Overview
The present project is an ambispective study designed to answer how HLA-F SNPs, as well as KIR-HLA-C compatibility, influence reproductive outcomes in oocyte donation cycles. On the one hand, healthy patients without history of RIF and RM and with indication of egg donation cycle as ART treatment will be genotype for KIR, HLA-C and HLA-F. HLA-C from male partners and egg donors will be also analyzed. No matching based on HLA-C genotypes would be performed and donors would be assigned to recipients following the routine clinical practices. After SET, patients will be followed up until delivery or until the end of treatment. On the other hand, access to data from patients who have equally undergone oocyte-donation cycles, who meet the inclusion criteria and who have been genotyped for KIR and HLA-C as a matter of routine practice, will be requested.
For this study, only the first SET of oocyte-donation that patients undergo will be considered. LBR will be the primary endpoint of the study. In addition, secondary endpoints such as embryo development, sustained implantation, progesterone levels, implantation failure, miscarriage rate and unwanted events (preeclampsia, fetal grow restriction, premature birth, low birth weight…) will also be evaluated.
Description
This is an ambispective study in which healthy patients without history of RIF and RM and with indication of egg donation cycle as ART treatment will be genotyped for KIR, HLA-C and HLA-F. Male partners and egg donors will also be studied for their HLA-C alleles. Patients would be assigned to donors, following routine clinical practice, without matching based on donor's HLA-C genotype. They would undergo SET and be followed up until delivery.
In addition to this prospective part, we will request access to data from patients who have equally undergone oocyte donation cycles at the clinic, who meet the inclusion criteria and who have been genotyped for KIR and HLA-C as a matter of routine practice.
Combinations of maternal KIR and HLA-C genotypes of the egg donor and fetus (based on the genotypes of the donor and male partner), as well as different HLA-F SNP genotypes of the recipients (form the prospective part of this proyect) will be correlated with reproductive outcomes. LBR will be the primary endpoint of the study. In addition, secondary endpoints such as embryo development, sustained implantation, progesterone leves, implantation failure and miscarriage rate will also be evaluated.

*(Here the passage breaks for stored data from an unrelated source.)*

//! Snapshot records handed to the persistence collaborator and dashboards.
//!
//! Records are flat, serializable copies. Derived values such as the ETA
//! label are computed when the record is built and never read back.

use chrono::{DateTime, Utc};
use serde::{Deserialize, Serialize};

use crate::classification::{Category, Classification};
use crate::dispatch::{Dispatch, Incident, IncidentStatus};

#[derive(Debug, Clone, PartialEq, Serialize, Deserialize)]
pub struct IncidentRecord {
    pub incident_id: String,
    pub session_id: String,
    pub message: String,
    pub category: Category,
    pub urgency_score: u8,
    pub police_needed: bool,
    pub community_resolution: bool,
    pub status: IncidentStatus,
    pub responder_id: Option<String>,
    pub classification: Classification,
    pub created_at: DateTime<Utc>,
    pub updated_at: DateTime<Utc>,
}

impl From<&Incident> for IncidentRecord {
    fn from(incident: &Incident) -> Self {
        Self {
            incident_id: incident.id.clone(),
            session_id: incident.session_id.clone(),
            message: incident.message.clone(),
            category: incident.classification.category,
            urgency_score: incident.classification.urgency_score,
            police_needed: incident.classification.police_needed,
            community_resolution: incident.classification.community_resolution,
            status: incident.status,
            responder_id: incident.responder_id.clone(),
            classification: incident.classification.clone(),
            created_at: incident.created_at,
            updated_at: incident.updated_at,
        }
    }
}

#[derive(Debug, Clone, PartialEq, Serialize, Deserialize)]
pub struct DispatchRecord {
    pub incident_id: String,
    pub responder_id: String,
    pub responder_name: String,
    pub distance_remaining_km: f64,
    pub eta_minutes: u32,
    pub eta_label: String,
    pub arrived: bool,
    pub closed: bool,
    pub created_at: DateTime<Utc>,
}

impl DispatchRecord {
    pub fn from_dispatch(dispatch: &Dispatch, minutes_per_km: f64) -> Self {
        Self {
            incident_id: dispatch.incident_id.clone(),
            responder_id: dispatch.responder_id.clone(),
            responder_name: dispatch.responder_name.clone(),
            distance_remaining_km: dispatch.distance_remaining_km,
            eta_minutes: dispatch.eta_minutes(minutes_per_km),
            eta_label: dispatch.eta_label(minutes_per_km),
            arrived: dispatch.arrived,
            closed: dispatch.closed,
            created_at: dispatch.created_at,
        }
    }
}

/// Incident listing query.
#[derive(Debug, Clone, Default, PartialEq, Serialize, Deserialize)]
pub struct IncidentFilter {
    pub status: Option<IncidentStatus>,
    pub session_id: Option<String>,
    pub limit: Option<usize>,
}

impl IncidentFilter {
    pub fn with_status(status: IncidentStatus) -> Self {
        Self {
            status: Some(status),
            ..Self::default()
        }
    }

    pub fn limit(mut self, limit: usize) -> Self {
        self.limit = Some(limit);
        self
    }

    pub fn matches(&self, record: &IncidentRecord) -> bool {
        self.status.map_or(true, |s| record.status == s)
            && self
                .session_id
                .as_deref()
                .map_or(true, |sid| record.session_id == sid)
    }

    /// Filter, order newest first, then apply the limit.
    pub fn apply(&self, records: impl IntoIterator<Item = IncidentRecord>) -> Vec<IncidentRecord> {
        let mut selected: Vec<IncidentRecord> = records.into_iter().filter(|r| self.matches(r)).collect();
        // Equal timestamps list later insertions first.
        selected.reverse();
        selected.sort_by(|a, b| b.created_at.cmp(&a.created_at));
        if let Some(limit) = self.limit {
            selected.truncate(limit);
        }
        selected
    }
}

#[cfg(test)]
mod tests {
    use super::*;
    use crate::classification::classify;
    use chrono::{Duration, TimeZone};

    fn record_at(minutes: i64, status: IncidentStatus) -> IncidentRecord {
        let at = Utc.with_ymd_and_hms(2024, 3, 1, 22, 0, 0).unwrap() + Duration::minutes(minutes);
        let mut incident = Incident::new("+15550100", "help", classify("help"), at);
        incident.status = status;
        IncidentRecord::from(&incident)
    }

    #[test]
    fn test_record_copies_classification_fields() {
        let incident = Incident::new("s", "he has a knife", classify("he has a knife"), Utc::now());
        let record = IncidentRecord::from(&incident);
        assert_eq!(record.category, Category::ArmedThreat);
        assert_eq!(record.urgency_score, 10);
        assert!(record.police_needed);
        assert!(!record.community_resolution);
    }

    #[test]
    fn test_filter_newest_first_with_limit() {
        let records = vec![
            record_at(0, IncidentStatus::Open),
            record_at(5, IncidentStatus::Resolved),
            record_at(10, IncidentStatus::Open),
            record_at(15, IncidentStatus::Open),
        ];
        let listed = IncidentFilter::with_status(IncidentStatus::Open).limit(2).apply(records);
        assert_eq!(listed.len(), 2);
        assert!(listed[0].created_at > listed[1].created_at);
        assert!(listed.iter().all(|r| r.status == IncidentStatus::Open));
    }

    #[test]
    fn test_dispatch_record_eta() {
        let dispatch = Dispatch {
            incident_id: "inc-1".to_string(),
            responder_id: "v1".to_string(),
            responder_name: "Maya".to_string(),
            baseline_km: 2.4,
            distance_remaining_km: 2.4,
            arrived: false,
            closed: false,
            created_at: Utc::now(),
        };
        let record = DispatchRecord::from_dispatch(&dispatch, 2.5);
        assert_eq!(record.eta_minutes, 6);
        assert_eq!(record.eta_label, "6 min");
    }
}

Obstetrical complications such as preeclampsia, premature birth (<34 weeks) and low birth weight will also be evaluated.
Eligibility
Inclusion Criteria:
- Patients who have undergone or are undergoing their first egg donation cycle.
- Between 18 and 45 years of age.
- BMI between 19 and 25 kg/m2
- Signed written informed consent submitted.

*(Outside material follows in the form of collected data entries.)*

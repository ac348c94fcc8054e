//! PII masking for log output.
//!
//! Crisis messages routinely contain phone numbers, addresses and emails.
//! Message bodies are logged only after passing through [`scrub_text`], and
//! session identifiers only through [`mask_identifier`].

use lazy_static::lazy_static;
use regex::Regex;

/// Kind of entity a masking rule replaces.
#[derive(Debug, Clone, Copy, PartialEq, Eq)]
enum Entity {
    Email,
    Phone,
    Address,
}

lazy_static! {
    /// Applied in order; emails go first so their digits never read as phones.
    static ref MASKS: [(Entity, Regex, &'static str); 3] = [
        (
            Entity::Email,
            Regex::new(r"[a-zA-Z0-9._%+-]+@[a-zA-Z0-9.-]+\.[a-zA-Z]{2,}").unwrap(),
            "[EMAIL]",
        ),
        (
            // North American numbers, optional country code.
            Entity::Phone,
            Regex::new(r"(?:\+?1[-.\s]?)?\(?[0-9]{3}\)?[-.\s]?[0-9]{3}[-.\s]?[0-9]{4}").unwrap(),
            "[PHONE]",
        ),
        (
            Entity::Address,
            Regex::new(
                r"(?i)\b\d{1,5}\s+(?:[a-z]+\s){1,3}(?:st|street|ave|avenue|rd|road|blvd|dr|drive|lane|ln|way)\b",
            )
            .unwrap(),
            "[ADDRESS]",
        ),
    ];
}

/// Counts of masked entities.
#[derive(Debug, Default, Clone, PartialEq, Eq)]
pub struct MaskCounts {
    pub emails: usize,
    pub phones: usize,
    pub addresses: usize,
}

impl MaskCounts {
    pub fn total(&self) -> usize {
        self.emails + self.phones + self.addresses
    }

    fn slot(&mut self, entity: Entity) -> &mut usize {
        match entity {
            Entity::Email => &mut self.emails,
            Entity::Phone => &mut self.phones,
            Entity::Address => &mut self.addresses,
        }
    }
}

/// Replace contact details and street addresses with placeholder tokens.
pub fn scrub_text(text: &str) -> (String, MaskCounts) {
    let mut counts = MaskCounts::default();
    let mut masked = text.to_string();

    for (entity, pattern, token) in MASKS.iter() {
        let hits = pattern.find_iter(&masked).count();
        if hits == 0 {
            continue;
        }
        *counts.slot(*entity) += hits;
        masked = pattern.replace_all(&masked, *token).into_owned();
    }

    (masked, counts)
}

/// Convenience wrapper returning only the scrubbed text.
pub fn scrub_for_log(text: &str) -> String {
    scrub_text(text).0
}

/// Mask a session identifier, keeping the last four characters.
///
/// # Examples
/// ```
/// use safetynet_core::security::mask_identifier;
/// assert_eq!(mask_identifier("+16475550199"), "***0199");
/// assert_eq!(mask_identifier("abc"), "***");
/// ```
pub fn mask_identifier(id: &str) -> String {
    let chars: Vec<char> = id.chars().collect();
    if chars.len() <= 4 {
        return "***".to_string();
    }
    let tail: String = chars[chars.len() - 4..].iter().collect();
    format!("***{}", tail)
}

- No history of RIF, defined as implantation failure after 4 consecutive blastocysts are transferred.
- No history of RM, defined as the presence of 2 or more clinical miscarriages.
- Normal blood pressure and viral serology.
Exclusion Criteria:
- Male partner diagnosed with severe male factor
- Patients who test positive for thrombophilic disorders (factor V Leiden, prothrombinG20210A mutation, positive antiphospholipid antibodies)

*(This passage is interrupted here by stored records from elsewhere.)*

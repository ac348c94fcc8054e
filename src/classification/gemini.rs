//! Generative-language HTTP augmenter (feature `gemini`).
//!
//! Posts a constrained JSON-only prompt and returns the model's raw output
//! text. Parsing and fallback are handled by the augmentation module.

use std::time::Duration;

use anyhow::Context;
use serde_json::{json, Value};

use crate::classification::augmentation::{resolve_json_path, AugmentError, Augmenter};

pub const DEFAULT_ENDPOINT: &str =
    "https://generativelanguage.googleapis.com/v1/models/text-bison-001:generateText";

/// Blocking client for the generateText endpoint.
pub struct GeminiClient {
    http: reqwest::blocking::Client,
    endpoint: String,
    api_key: String,
}

impl GeminiClient {
    /// The HTTP timeout is set a little above the augmentation timeout so the
    /// worker thread does not linger long after the caller gave up.
    pub fn new(api_key: &str, endpoint: Option<&str>, timeout: Duration) -> anyhow::Result<Self> {
        let http = reqwest::blocking::Client::builder()
            .timeout(timeout + Duration::from_millis(500))
            .build()
            .context("building augmentation HTTP client")?;

        Ok(Self {
            http,
            endpoint: endpoint.unwrap_or(DEFAULT_ENDPOINT).to_string(),
            api_key: api_key.to_string(),
        })
    }

    /// Read `GEMINI_API_KEY` from the environment.
    pub fn from_env(timeout: Duration) -> anyhow::Result<Self> {
        let key = std::env::var("GEMINI_API_KEY").context("GEMINI_API_KEY is not set")?;
        let endpoint = std::env::var("GEMINI_ENDPOINT").ok();
        Self::new(&key, endpoint.as_deref(), timeout)
    }

    fn prompt(message: &str) -> String {
        format!(
            "You are assisting a community safety system.\n\
             Return ONLY a JSON object. No explanation text.\n\n\
             Schema:\n\
             {{\n\
               \"category\": \"following | harassment | unsafe_location | emergency | other\",\n\
               \"urgency\": number (1-10),\n\
               \"emotion\": \"fear | panic | concern | calm\",\n\
               \"recommend_dispatch\": boolean,\n\
               \"police_needed\": boolean,\n\
               \"suggested_response\": string\n\
             }}\n\n\
             Message:\n\"{}\"",
            message.replace('"', "'")
        )
    }
}

impl Augmenter for GeminiClient {
    fn name(&self) -> &str {
        "gemini"
    }

    fn analyze(&self, text: &str) -> Result<String, AugmentError> {
        let body = json!({
            "prompt": { "text": Self::prompt(text) },
            "temperature": 0.2,
        });

        let response = self
            .http
            .post(&self.endpoint)
            .query(&[("key", self.api_key.as_str())])
            .json(&body)
            .send()
            .map_err(|e| {
                if e.is_timeout() {
                    AugmentError::Transport("HTTP timeout".to_string())
                } else {
                    AugmentError::Transport(e.to_string())
                }
            })?;

        let status = response.status();
        if !status.is_success() {
            return Err(AugmentError::Transport(format!("HTTP {}", status)));
        }

        let data: Value = response
            .json()
            .map_err(|e| AugmentError::Malformed(format!("response body: {}", e)))?;

        resolve_json_path(&data, "candidates.0.outputText")
            .and_then(|v| v.as_str())
            .map(|s| s.to_string())
            .ok_or_else(|| AugmentError::Malformed("no outputText from model".to_string()))
    }
}

#[cfg(test)]
mod tests {
    use super::*;

    #[test]
    fn test_prompt_escapes_quotes() {
        let prompt = GeminiClient::prompt(r#"he said "stop""#);
        assert!(prompt.contains("he said 'stop'"));
        assert!(prompt.contains("\"urgency\": number (1-10)"));
    }
}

- Participation in a different study or clinical trial with a research drug or device in the last three months prior to recruitment.
- Known abnormal karyotype of subject or of her partner
- Any known clinically significant systemic disease
- Known inherited or acquired thrombophilia disease.
- Any known endocrine or metabolic abnormalities with the exception of controlled thyroid function disease.
- Severe psychiatric conditions.
- Patients with uterine factor/abnormalities (eg. myomas, polyps, adenomyosis, etc), that determines an unsatisfactory ultrasound for their ART.
- Patients with PCOS.
- Patients diagnosed with autoimmune diseases (eg. Systemic Lupus erythematosus, multiple sclerosis, rheumatoid arthritis).
- Patients with recent diagnosis (6 months) of chronic infectious disease (HPV, HBV, HCV, HIV, TBC).
- Patients with current treatment of immunosuppressant (eg. corticosteroids, monoclonal antibodies…).